*** Information supplied Section Begins ***

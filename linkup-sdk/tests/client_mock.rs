mod common;

use common::{BrokenTransport, FixedTransport, MockTransport, client_with};
use linkup_sdk::decode::{decode, decode_from_sourced_data};
use linkup_sdk::schema::generate_json_schema;
use linkup_sdk::{
    FetchOptions, LinkupError, OutputType, SearchDepth, SearchOptions, SearchOutput, SearchQuery,
    StructuredOutput,
};
use schemars::JsonSchema;
use serde::Deserialize;
use serde_json::json;
use std::sync::Arc;

const RATE_LIMITED: &str = "response returned a status code of 429: 429 Too Many Requests";

#[derive(Debug, PartialEq, Deserialize, JsonSchema)]
struct MockStructured {
    title: String,
    summary: String,
}

fn expected_structured() -> MockStructured {
    MockStructured {
        title: "hello".into(),
        summary: "lorem ipsum dolor".into(),
    }
}

// ---------- search results ----------

#[tokio::test]
async fn search_results_text_only() {
    let client = client_with(MockTransport::healthy());
    let output = client
        .get_search_results("lake", SearchDepth::Standard, None)
        .await
        .unwrap();

    assert_eq!(output.text_results.len(), 1);
    assert!(output.image_results.is_empty());
    let result = &output.text_results[0];
    assert_eq!(result.content, "This is a lake");
    assert_eq!(result.favicon, "");
    assert_eq!(result.name, "lake");
    assert_eq!(result.url, "https://thisisalake.com");
}

#[tokio::test]
async fn search_results_with_images() {
    let client = client_with(MockTransport::healthy());
    let opts = SearchOptions {
        include_images: true,
        ..Default::default()
    };
    let output = client
        .get_search_results("lake", SearchDepth::Standard, Some(&opts))
        .await
        .unwrap();

    assert_eq!(output.text_results.len(), 1);
    assert_eq!(output.image_results.len(), 1);
    assert_eq!(output.image_results[0].name, "lake");
    assert_eq!(output.image_results[0].url, "https://image.lake.com");
}

#[tokio::test]
async fn search_results_partition_preserves_order() {
    let body = json!({"results": [
        {"type": "image", "name": "i1", "url": "https://i1"},
        {"type": "text", "name": "t1", "content": "one", "url": "https://t1", "favicon": ""},
        {"type": "image", "name": "i2", "url": "https://i2"},
        {"type": "text", "name": "t2", "content": "two", "url": "https://t2", "favicon": ""},
        {"type": "text", "name": "t3", "content": "three", "url": "https://t3", "favicon": ""}
    ]});
    let client = client_with(FixedTransport::ok(body.to_string()));
    let output = client
        .get_search_results("q", SearchDepth::Deep, None)
        .await
        .unwrap();

    let texts: Vec<_> = output.text_results.iter().map(|r| r.name.as_str()).collect();
    let images: Vec<_> = output.image_results.iter().map(|r| r.name.as_str()).collect();
    assert_eq!(texts, ["t1", "t2", "t3"]);
    assert_eq!(images, ["i1", "i2"]);
}

#[tokio::test]
async fn search_results_with_only_unclassifiable_items_fail() {
    let body = json!({"results": [42, {"type": "image"}, {"type": "text", "name": "x"}]});
    let client = client_with(FixedTransport::ok(body.to_string()));
    let err = client
        .get_search_results("q", SearchDepth::Standard, None)
        .await
        .unwrap_err();
    assert!(matches!(err, LinkupError::NoValidResults));
}

#[tokio::test]
async fn search_results_empty_payload_fails() {
    for body in [r#"{"results": []}"#, "{}"] {
        let client = client_with(FixedTransport::ok(body));
        let err = client
            .get_search_results("q", SearchDepth::Standard, None)
            .await
            .unwrap_err();
        assert!(matches!(err, LinkupError::NoValidResults), "body {body}");
    }
}

#[tokio::test]
async fn search_results_malformed_body_is_a_decode_error() {
    let client = client_with(FixedTransport::ok("<html>oops</html>"));
    let err = client
        .get_search_results("q", SearchDepth::Standard, None)
        .await
        .unwrap_err();
    assert!(matches!(err, LinkupError::Decode(_)));
}

#[tokio::test]
async fn search_results_rate_limited() {
    let client = client_with(MockTransport::failing());
    let opts = SearchOptions {
        include_images: true,
        ..Default::default()
    };
    let err = client
        .get_search_results("lake", SearchDepth::Standard, Some(&opts))
        .await
        .unwrap_err();
    assert!(matches!(err, LinkupError::Status { code: 429, .. }));
    assert_eq!(err.to_string(), RATE_LIMITED);
}

// ---------- structured ----------

#[tokio::test]
async fn structured_without_sources_keeps_raw_json() {
    let mock = Arc::new(MockTransport::healthy());
    let client = client_with(mock.clone());
    let schema = generate_json_schema::<MockStructured>().unwrap();

    let output = client
        .get_structured_results("summary", SearchDepth::Standard, &schema, None)
        .await
        .unwrap();

    let raw = output.raw_json().expect("raw json populated");
    assert!(output.sourced_output().is_none());
    assert_eq!(decode::<MockStructured>(raw).unwrap(), expected_structured());

    let sent = mock.searches.lock().unwrap();
    assert_eq!(sent[0].output_type, OutputType::Structured);
    assert_eq!(sent[0].structured_output_schema.as_ref(), Some(&schema));
    assert!(!sent[0].include_sources);
}

#[tokio::test]
async fn structured_with_sources_parses_envelope() {
    let client = client_with(MockTransport::healthy());
    let schema = generate_json_schema::<MockStructured>().unwrap();
    let opts = SearchOptions {
        include_sources: true,
        ..Default::default()
    };

    let output = client
        .get_structured_results("summary", SearchDepth::Standard, &schema, Some(&opts))
        .await
        .unwrap();

    assert!(output.raw_json().is_none());
    let sourced = output.sourced_output().expect("sourced output populated");
    let decoded: MockStructured = decode_from_sourced_data(sourced).unwrap();
    assert_eq!(decoded, expected_structured());
    let sources = sourced.sources.as_ref().unwrap();
    assert_eq!(sources[0].url.as_deref(), Some("https://thisisalake.com"));
    assert_eq!(sources[0].content, None);

    assert_eq!(output.decode_into::<MockStructured>().unwrap(), expected_structured());
}

#[tokio::test]
async fn structured_branch_follows_the_option_not_the_body() {
    // body looks like a sourced envelope, but sources were not requested
    let body = r#"{"data":{"title":"t","summary":"s"},"sources":[]}"#;
    let client = client_with(FixedTransport::ok(body));
    let output = client
        .get_structured_results("q", SearchDepth::Standard, &json!({"type": "object"}), None)
        .await
        .unwrap();
    assert_eq!(output, StructuredOutput::RawJson(body.to_string()));
}

#[tokio::test]
async fn structured_rate_limited() {
    let client = client_with(MockTransport::failing());
    let schema = generate_json_schema::<MockStructured>().unwrap();
    let err = client
        .get_structured_results("summary", SearchDepth::Standard, &schema, None)
        .await
        .unwrap_err();
    assert_eq!(err.to_string(), RATE_LIMITED);
}

#[tokio::test]
async fn structured_null_schema_is_rejected_before_sending() {
    let mock = Arc::new(MockTransport::healthy());
    let client = client_with(mock.clone());
    let err = client
        .get_structured_results("q", SearchDepth::Standard, &serde_json::Value::Null, None)
        .await
        .unwrap_err();
    assert!(matches!(err, LinkupError::InvalidOptions(_)));
    assert!(mock.searches.lock().unwrap().is_empty());
}

// ---------- sourced answer ----------

#[tokio::test]
async fn sourced_answer_success() {
    let mock = Arc::new(MockTransport::healthy());
    let client = client_with(mock.clone());
    let opts = SearchOptions {
        include_inline_citations: true,
        include_domains: vec!["thisisalake.com".into()],
        ..Default::default()
    };
    let answer = client
        .get_sourced_answer("lake", SearchDepth::Deep, Some(&opts))
        .await
        .unwrap();

    assert_eq!(answer.answer, "This is a lake");
    assert_eq!(answer.sources.len(), 1);
    assert_eq!(answer.sources[0].snippet, "A lake in the mountains");

    let sent = mock.searches.lock().unwrap();
    assert_eq!(sent[0].depth, SearchDepth::Deep);
    assert_eq!(sent[0].output_type, OutputType::SourcedAnswer);
    assert!(sent[0].include_inline_citations);
    assert_eq!(sent[0].include_domains, ["thisisalake.com"]);
    assert!(sent[0].structured_output_schema.is_none());
}

#[tokio::test]
async fn sourced_answer_rate_limited() {
    let client = client_with(MockTransport::failing());
    let err = client
        .get_sourced_answer("lake", SearchDepth::Standard, None)
        .await
        .unwrap_err();
    assert_eq!(err.to_string(), RATE_LIMITED);
}

// ---------- generic search ----------

#[tokio::test]
async fn search_dispatches_on_output_type() {
    let client = client_with(MockTransport::healthy());
    let schema = generate_json_schema::<MockStructured>().unwrap();

    let queries = [
        SearchQuery::search_results("lake", SearchDepth::Standard),
        SearchQuery::sourced_answer("lake", SearchDepth::Standard),
        SearchQuery::structured("lake", SearchDepth::Standard, schema).with_options(
            SearchOptions {
                include_sources: true,
                ..Default::default()
            },
        ),
    ];

    for query in &queries {
        let output = client.search(query).await.unwrap();
        assert_eq!(output.output_type(), query.output_type());
    }

    let out = client.search(&queries[2]).await.unwrap();
    assert!(matches!(out, SearchOutput::Structured(StructuredOutput::Sourced(_))));
}

#[tokio::test]
async fn invalid_options_never_reach_the_transport() {
    let mock = Arc::new(MockTransport::healthy());
    let client = client_with(mock.clone());
    let opts = SearchOptions {
        from_date: linkup_sdk::NaiveDate::from_ymd_opt(2024, 5, 1),
        to_date: linkup_sdk::NaiveDate::from_ymd_opt(2023, 5, 1),
        ..Default::default()
    };
    let err = client
        .get_sourced_answer("lake", SearchDepth::Standard, Some(&opts))
        .await
        .unwrap_err();
    assert!(matches!(err, LinkupError::InvalidOptions(_)));
    assert!(mock.searches.lock().unwrap().is_empty());
}

#[tokio::test]
async fn transport_errors_propagate_unchanged() {
    let client = client_with(BrokenTransport);
    let err = client.get_balance().await.unwrap_err();
    assert!(matches!(err, LinkupError::Transport(_)));
    assert_eq!(err.to_string(), "network error: connection refused");
}

// ---------- balance ----------

#[tokio::test]
async fn balance_success() {
    let client = client_with(MockTransport::healthy());
    assert_eq!(client.get_balance().await.unwrap(), 12.5);
}

#[tokio::test]
#[allow(clippy::approx_constant)]
async fn balance_is_returned_as_sent() {
    let client = client_with(FixedTransport::ok(r#"{"balance": 3.14}"#));
    assert_eq!(client.get_balance().await.unwrap(), 3.14);
}

#[tokio::test]
async fn balance_rate_limited() {
    let client = client_with(MockTransport::failing());
    let err = client.get_balance().await.unwrap_err();
    assert_eq!(err.to_string(), RATE_LIMITED);
}

#[tokio::test]
async fn balance_with_malformed_body_is_an_error() {
    let client = client_with(FixedTransport::ok(r#"{"credits": 1}"#));
    assert!(matches!(
        client.get_balance().await,
        Err(LinkupError::Decode(_))
    ));
}

// ---------- fetch ----------

#[tokio::test]
async fn fetch_with_everything() {
    let mock = Arc::new(MockTransport::healthy());
    let client = client_with(mock.clone());
    let opts = FetchOptions {
        include_raw_html: true,
        extract_images: true,
        render_js: true,
    };
    let out = client
        .fetch("https://helloworld.com", Some(&opts))
        .await
        .unwrap();

    assert_eq!(out.markdown, "# Hello World!");
    assert_eq!(out.raw_html.as_deref(), Some("<h1>Hello World!</h1>"));
    let images = out.images.expect("images extracted");
    assert!(!images.is_empty());
    assert_eq!(images[0].url, "https://helloworld.image.png");
    assert!(images[0].alt.is_none());

    let sent = mock.fetches.lock().unwrap();
    assert!(sent[0].render_js && sent[0].include_raw_html && sent[0].extract_images);
}

#[tokio::test]
async fn fetch_markdown_only() {
    let client = client_with(MockTransport::healthy());
    let out = client.fetch("https://helloworld.com", None).await.unwrap();
    assert_eq!(out.markdown, "# Hello World!");
    assert!(out.raw_html.is_none());
    assert!(out.images.is_none());
}

#[tokio::test]
async fn fetch_markdown_and_images() {
    let client = client_with(MockTransport::healthy());
    let opts = FetchOptions {
        extract_images: true,
        ..Default::default()
    };
    let out = client
        .fetch("https://helloworld.com", Some(&opts))
        .await
        .unwrap();
    assert!(out.raw_html.is_none());
    assert_eq!(out.images.map(|i| i.len()), Some(1));
}

#[tokio::test]
async fn fetch_markdown_and_html() {
    let client = client_with(MockTransport::healthy());
    let opts = FetchOptions {
        include_raw_html: true,
        ..Default::default()
    };
    let out = client
        .fetch("https://helloworld.com", Some(&opts))
        .await
        .unwrap();
    assert!(out.raw_html.is_some());
    assert!(out.images.is_none());
}

#[tokio::test]
async fn fetch_rate_limited() {
    let client = client_with(MockTransport::failing());
    let err = client
        .fetch("https://helloworld.com", None)
        .await
        .unwrap_err();
    assert_eq!(err.to_string(), RATE_LIMITED);
}
//! The transport seam between [`crate::LinkupClient`] and the network.

use crate::types::{FetchRequest, SearchRequest};
use async_trait::async_trait;
use linkup_http::{HttpClient, HttpError, RawResponse};
use std::sync::Arc;
use std::time::Duration;

pub const SEARCH_PATH: &str = "v1/search";
pub const FETCH_PATH: &str = "v1/fetch";
pub const BALANCE_PATH: &str = "v1/credits/balance";

/// Sends one request per call and hands back the raw response, whatever its
/// status. Interpreting statuses and bodies is the client's job.
#[async_trait]
pub trait LinkupTransport: Send + Sync {
    async fn search(&self, body: &SearchRequest) -> Result<RawResponse, HttpError>;

    async fn balance(&self) -> Result<RawResponse, HttpError>;

    async fn fetch(&self, body: &FetchRequest) -> Result<RawResponse, HttpError>;
}

#[async_trait]
impl<T: LinkupTransport + ?Sized> LinkupTransport for Arc<T> {
    async fn search(&self, body: &SearchRequest) -> Result<RawResponse, HttpError> {
        (**self).search(body).await
    }

    async fn balance(&self) -> Result<RawResponse, HttpError> {
        (**self).balance().await
    }

    async fn fetch(&self, body: &FetchRequest) -> Result<RawResponse, HttpError> {
        (**self).fetch(body).await
    }
}

/// reqwest-backed transport; every request carries `Authorization: Bearer <key>`.
#[derive(Clone, Debug)]
pub struct HttpTransport {
    http: HttpClient,
}

impl HttpTransport {
    pub fn new(base_url: &str, api_key: &str, timeout: Duration) -> Result<Self, HttpError> {
        // Url::join drops the last path segment unless the base ends in '/'
        let base = if base_url.ends_with('/') {
            base_url.to_string()
        } else {
            format!("{base_url}/")
        };
        let http = HttpClient::new(&base)?
            .with_timeout(timeout)
            .with_bearer(api_key)?;
        Ok(Self { http })
    }
}

#[async_trait]
impl LinkupTransport for HttpTransport {
    async fn search(&self, body: &SearchRequest) -> Result<RawResponse, HttpError> {
        self.http.post_json_raw(SEARCH_PATH, body).await
    }

    async fn balance(&self) -> Result<RawResponse, HttpError> {
        self.http.get_raw(BALANCE_PATH).await
    }

    async fn fetch(&self, body: &FetchRequest) -> Result<RawResponse, HttpError> {
        self.http.post_json_raw(FETCH_PATH, body).await
    }
}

*** Information supplied Section Ends ***

What you should do: All that is wanted is an exact copy of the lines above from the one with "mod common;" through the one with "async fn search_results_text_only()", with both ends included.

Response to the task:
mod common;

use common::{BrokenTransport, FixedTransport, MockTransport, client_with};
use linkup_sdk::decode::{decode, decode_from_sourced_data};
use linkup_sdk::schema::generate_json_schema;
use linkup_sdk::{
    FetchOptions, LinkupError, OutputType, SearchDepth, SearchOptions, SearchOutput, SearchQuery,
    StructuredOutput,
};
use schemars::JsonSchema;
use serde::Deserialize;
use serde_json::json;
use std::sync::Arc;

const RATE_LIMITED: &str = "response returned a status code of 429: 429 Too Many Requests";

#[derive(Debug, PartialEq, Deserialize, JsonSchema)]
struct MockStructured {
    title: String,
    summary: String,
}

fn expected_structured() -> MockStructured {
    MockStructured {
        title: "hello".into(),
        summary: "lorem ipsum dolor".into(),
    }
}

// ---------- search results ----------

#[tokio::test]
async fn search_results_text_only() {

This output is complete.